I just wrote my first query letter!!!
Exclamation points aside, it’s not the funnest thing in the world. A little nerve-wracking, to be honest. How do you boil 70,000 words to just 250, while making it sound enticing, lively, and irresistible?
Wait, this sounds like something I’ve done before…something I did in my previous incarnation as an editorial assistant….It sounds like…
WRITING FLAP COPY!
Yes, once upon a time, I wrote the descriptive copy on book covers. (I considered picking out a few of them from Amazon, but then I thought there might be legal issues there.)
I’m not saying that every single paragraph of cover copy was a brilliant masterpiece. Some of them could definitely be improved upon, but I have practice.

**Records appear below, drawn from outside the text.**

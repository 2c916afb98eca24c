use serde::{Deserialize, Serialize};
use std::path::Path;

#[derive(Debug, Clone, PartialEq, Serialize, Deserialize)]
#[serde(default)]
pub struct HotColdConfig {
    pub recent_window: usize,
    pub medium_window: usize,
    pub recent_weight: f64,
    pub medium_weight: f64,
    pub all_time_weight: f64,
    /// Half-width of the warm band, in standard deviations of the score
    pub band: f64,
}

impl Default for HotColdConfig {
    fn default() -> Self {
        Self {
            recent_window: 20,
            medium_window: 100,
            recent_weight: 3.0,
            medium_weight: 2.0,
            all_time_weight: 1.0,
            band: 0.5,
        }
    }
}

#[derive(Debug, Clone, PartialEq, Serialize, Deserialize)]
#[serde(default)]
pub struct CombinationConfig {
    pub pair_window: usize,
    pub pair_top: usize,
    /// `None` examines the whole history
    pub triplet_window: Option<usize>,
    pub triplet_top: usize,
    pub quadruplet_window: Option<usize>,
    pub quadruplet_top: usize,
}

impl Default for CombinationConfig {
    fn default() -> Self {
        Self {
            pair_window: 200,
            pair_top: 20,
            triplet_window: None,
            triplet_top: 15,
            quadruplet_window: None,
            quadruplet_top: 10,
        }
    }
}

#[derive(Debug, Clone, PartialEq, Serialize, Deserialize)]
#[serde(default)]
pub struct RecommendConfig {
    pub pair_window: usize,
    /// Number of top pairs feeding the pair bonus
    pub pair_top: usize,
    pub set_count: usize,
}

impl Default for RecommendConfig {
    fn default() -> Self {
        Self {
            pair_window: 200,
            pair_top: 100,
            set_count: 3,
        }
    }
}

#[derive(Debug, Clone, Default, PartialEq, Serialize, Deserialize)]
#[serde(default)]
pub struct AnalysisConfig {
    pub hot_cold: HotColdConfig,
    pub combinations: CombinationConfig,
    pub recommend: RecommendConfig,
}

pub fn save_config(config: &AnalysisConfig, path: &Path) -> anyhow::Result<()> {
    let json = serde_json::to_string_pretty(config)?;
    std::fs::write(path, json)?;
    Ok(())
}

pub fn load_config(path: &Path) -> anyhow::Result<AnalysisConfig> {
    let json = std::fs::read_to_string(path)?;
    let config: AnalysisConfig = serde_json::from_str(&json)?;
    Ok(config)
}

/// Defaults when `path` is absent or does not exist.
pub fn load_or_default(path: Option<&Path>) -> anyhow::Result<AnalysisConfig> {
    match path {
        Some(p) if p.exists() => load_config(p),
        Some(p) => {
            log::info!("No config at {}, using defaults", p.display());
            Ok(AnalysisConfig::default())
        }
        None => Ok(AnalysisConfig::default()),
    }
}

#[cfg(test)]
mod tests {
    use super::*;

    #[test]
    fn test_default_config() {
        let config = AnalysisConfig::default();
        assert_eq!(config.hot_cold.recent_window, 20);
        assert_eq!(config.hot_cold.medium_window, 100);
        assert_eq!(config.combinations.pair_window, 200);
        assert_eq!(config.combinations.triplet_window, None);
        assert_eq!(config.recommend.set_count, 3);
    }

    #[test]
    fn test_config_save_load_roundtrip() {
        let dir = tempfile::tempdir().unwrap();
        let path = dir.path().join("analysis.json");
        let mut config = AnalysisConfig::default();
        config.hot_cold.recent_window = 30;
        config.combinations.triplet_window = Some(500);

        save_config(&config, &path).unwrap();
        let restored = load_config(&path).unwrap();
        assert_eq!(restored, config);
    }

    #[test]
    fn test_partial_config_fills_defaults() {
        let config: AnalysisConfig =
            serde_json::from_str(r#"{"hot_cold":{"recent_window":10}}"#).unwrap();
        assert_eq!(config.hot_cold.recent_window, 10);
        assert_eq!(config.hot_cold.medium_window, 100);
        assert_eq!(config.recommend, RecommendConfig::default());
    }

    #[test]
    fn test_load_or_default_missing_file() {
        let dir = tempfile::tempdir().unwrap();
        let config = load_or_default(Some(dir.path().join("missing.json").as_path())).unwrap();
        assert_eq!(config, AnalysisConfig::default());
        assert_eq!(load_or_default(None).unwrap(), AnalysisConfig::default());
    }
}
mod display;
mod import;

use std::path::{Path, PathBuf};

use anyhow::{Context, Result, bail};
use chrono::{NaiveDate, NaiveDateTime, Utc};
use clap::{Parser, Subcommand};
use rayon::prelude::*;

use lottostats_db::db::{count_draws, db_path, fetch_history, fetch_last_draws, find_draw, migrate, open_db};
use lottostats_db::models::{DrawHistory, DrawResult, DrawTime, Game, Pool};
use lottostats_db::rusqlite::Connection;
use lottostats_engine::combinations::{calculate_pairs, calculate_quadruplets, calculate_triplets};
use lottostats_engine::config::{AnalysisConfig, load_or_default, save_config};
use lottostats_engine::detail::number_detail;
use lottostats_engine::frequency::calculate_frequency;
use lottostats_engine::gaps::{calculate_gaps, expected_interval};
use lottostats_engine::hot_cold::{Classification, calculate_hot_cold_with};
use lottostats_engine::quick_pick::quick_picks;
use lottostats_engine::recommend::{RecommendedSet, Recommender, Strategy, StrategyWeights, date_seed};
use lottostats_engine::ticket::{check_against_history, check_ticket};

use crate::display::{
    display_combinations, display_draws, display_frequency, display_frequency_chart, display_gaps,
    display_hot_cold, display_import_summary, display_number_detail, display_odds, display_quick_picks,
    display_recommendations, display_summary, display_ticket_checks,
};

#[derive(Parser)]
#[command(name = "lottostats", about = "Draw statistics for US lottery games")]
struct Cli {
    /// SQLite database (default: $LOTTOSTATS_DB, then ./data/lottostats.db)
    #[arg(long, global = true)]
    db: Option<PathBuf>,

    /// JSON analysis settings; missing fields use defaults
    #[arg(long, global = true)]
    config: Option<PathBuf>,

    #[command(subcommand)]
    command: Command,
}

#[derive(Subcommand)]
enum Command {
    /// Import draws from an open-data JSON export or a saved data file
    Import {
        #[arg(short, long)]
        game: Game,
        #[arg(short, long)]
        file: PathBuf,
    },

    /// Print the database path
    DbPath,

    /// List the latest draws
    List {
        #[arg(short, long)]
        game: Game,
        #[arg(short, long, default_value = "10")]
        last: u32,
    },

    /// Frequency of every number
    Stats {
        #[arg(short, long)]
        game: Game,
        #[arg(short, long, default_value = "main")]
        pool: Pool,
        /// Only the newest N draws
        #[arg(short, long)]
        window: Option<usize>,
        /// Also draw a bar chart
        #[arg(long)]
        chart: bool,
    },

    /// Hot / warm / cold classification
    HotCold {
        #[arg(short, long)]
        game: Game,
        #[arg(short, long, default_value = "main")]
        pool: Pool,
    },

    /// Gaps between appearances, most overdue first
    Gaps {
        #[arg(short, long)]
        game: Game,
        #[arg(short, long, default_value = "main")]
        pool: Pool,
        #[arg(short, long, default_value = "20")]
        top: usize,
    },

    /// Most common number pairs
    Pairs {
        #[arg(short, long)]
        game: Game,
        #[arg(short, long)]
        window: Option<usize>,
        #[arg(short, long)]
        top: Option<usize>,
    },

    /// Most common number triplets
    Triplets {
        #[arg(short, long)]
        game: Game,
        #[arg(short, long)]
        window: Option<usize>,
        #[arg(short, long)]
        top: Option<usize>,
    },

    /// Most common groups of four numbers
    Quadruplets {
        #[arg(short, long)]
        game: Game,
        #[arg(short, long)]
        window: Option<usize>,
        #[arg(short, long)]
        top: Option<usize>,
    },

    /// Suggest number sets from the statistics
    Recommend {
        #[arg(short, long)]
        game: Game,
        #[arg(short, long, default_value = "balanced")]
        strategy: Strategy,
        /// Run every predefined strategy
        #[arg(long, conflicts_with_all = ["strategy", "weights"])]
        all_strategies: bool,
        /// Custom weights "frequency,hot,overdue,pairs" summing to 1
        #[arg(long)]
        weights: Option<String>,
        /// Number of sets (default from config)
        #[arg(short, long)]
        count: Option<usize>,
        /// Seed for reproducibility (default: today's date)
        #[arg(long)]
        seed: Option<u64>,
    },

    /// Uniform random tickets, ignoring the statistics
    QuickPick {
        #[arg(short, long)]
        game: Game,
        #[arg(short, long, default_value = "5")]
        count: usize,
        /// Seed for reproducibility (default: today's date)
        #[arg(long)]
        seed: Option<u64>,
    },

    /// Everything about one number
    Number {
        #[arg(short, long)]
        game: Game,
        number: u8,
        #[arg(short, long, default_value = "main")]
        pool: Pool,
    },

    /// Compare a ticket with stored draws
    Check {
        #[arg(short, long)]
        game: Game,
        /// Main numbers, comma separated
        #[arg(short, long, value_delimiter = ',', required = true)]
        numbers: Vec<u8>,
        #[arg(short, long)]
        bonus: Option<u8>,
        /// A single draw date (YYYY-MM-DD) instead of the latest draws
        #[arg(short, long)]
        date: Option<NaiveDate>,
        /// midday or evening, for games with two daily drawings
        #[arg(long)]
        draw_time: Option<DrawTime>,
        #[arg(short, long, default_value = "10")]
        last: usize,
    },

    /// Game formats, jackpot odds and the next drawing
    Odds,

    /// One-line overview of every game
    Summary {
        #[arg(long)]
        seed: Option<u64>,
    },

    /// Write the default analysis settings to a JSON file
    InitConfig {
        #[arg(short, long, default_value = "lottostats.json")]
        output: PathBuf,
    },
}

/// Per-game overview row for `summary`.
pub struct GameSummary {
    pub game: Game,
    pub draws: usize,
    pub latest: Option<DrawResult>,
    pub hot: Vec<u8>,
    pub cold: Vec<u8>,
    pub overdue: Vec<u8>,
    pub top_pick: Option<RecommendedSet>,
}

const SUMMARY_SIZE: usize = 5;
pub mod db;
pub mod error;
pub mod models;

pub use rusqlite;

I will admit that it’s a little tougher to describe your own manuscript – probably because only half of you sees the actual story in front of you and the other half just sees the vision of what you wanted it to be. (One category is not necessary better than the other.)
But if you think about it, query letters are actually a better opportunity to represent your work. In the post-publication world, you usually only have two chances (ie. editions) to sell the book to readers: the flap copy of the hardcover and the cover copy of the paperback. On the other hand, if one query letter doesn’t get a lot of attention, I can always rewrite it before before I send it out again – to a fresh list of agents, of course.
Now, to compile my research into an agent query log on Excel…
(Please, note: This is euphoria after completing a task I’ve been stressing over for weeks. This bugged me much more than cover letters for job applications, but really, it’s the same concept. You must learn to brag about yourself in a believable way.)